* _WHAT TO PRODUCE_
Restate each entry below word for word, without skipping any.

* _DATA SECTION_
>>>>>

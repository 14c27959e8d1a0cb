//! Hierarchical document model for cfgsync
//!
//! Provides the in-memory tree that mirrors a configuration file:
//! a closed [`DocumentNode`] value type, insertion-ordered objects,
//! key paths, and JSON/YAML/TOML codecs behind [`FormatHandler`].

pub mod document;
pub mod error;
pub mod format;
pub mod handlers;
pub mod node;
pub mod path;

pub use document::Document;
pub use error::{Error, Result};
pub use format::{Format, FormatHandler};
pub use node::{DocumentNode, NodeKind, NodeMap};
pub use path::DocPath;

<<<<<

* _SOLVED EXERCISE_
repository 14c27959e8d1a0cb
//! Hierarchical document model for cfgsync
//!
//! Provides the in-memory tree that mirrors a configuration file:
//! a closed [`DocumentNode`] value type, insertion-ordered objects,
//! key paths, and JSON/YAML/TOML codecs behind [`FormatHandler`].

pub mod document;
pub mod error;
pub mod format;
pub mod handlers;
pub mod node;
pub mod path;

pub use document::Document;
pub use error::{Error, Result};
pub use format::{Format, FormatHandler};
pub use node::{DocumentNode, NodeKind, NodeMap};
pub use path::DocPath;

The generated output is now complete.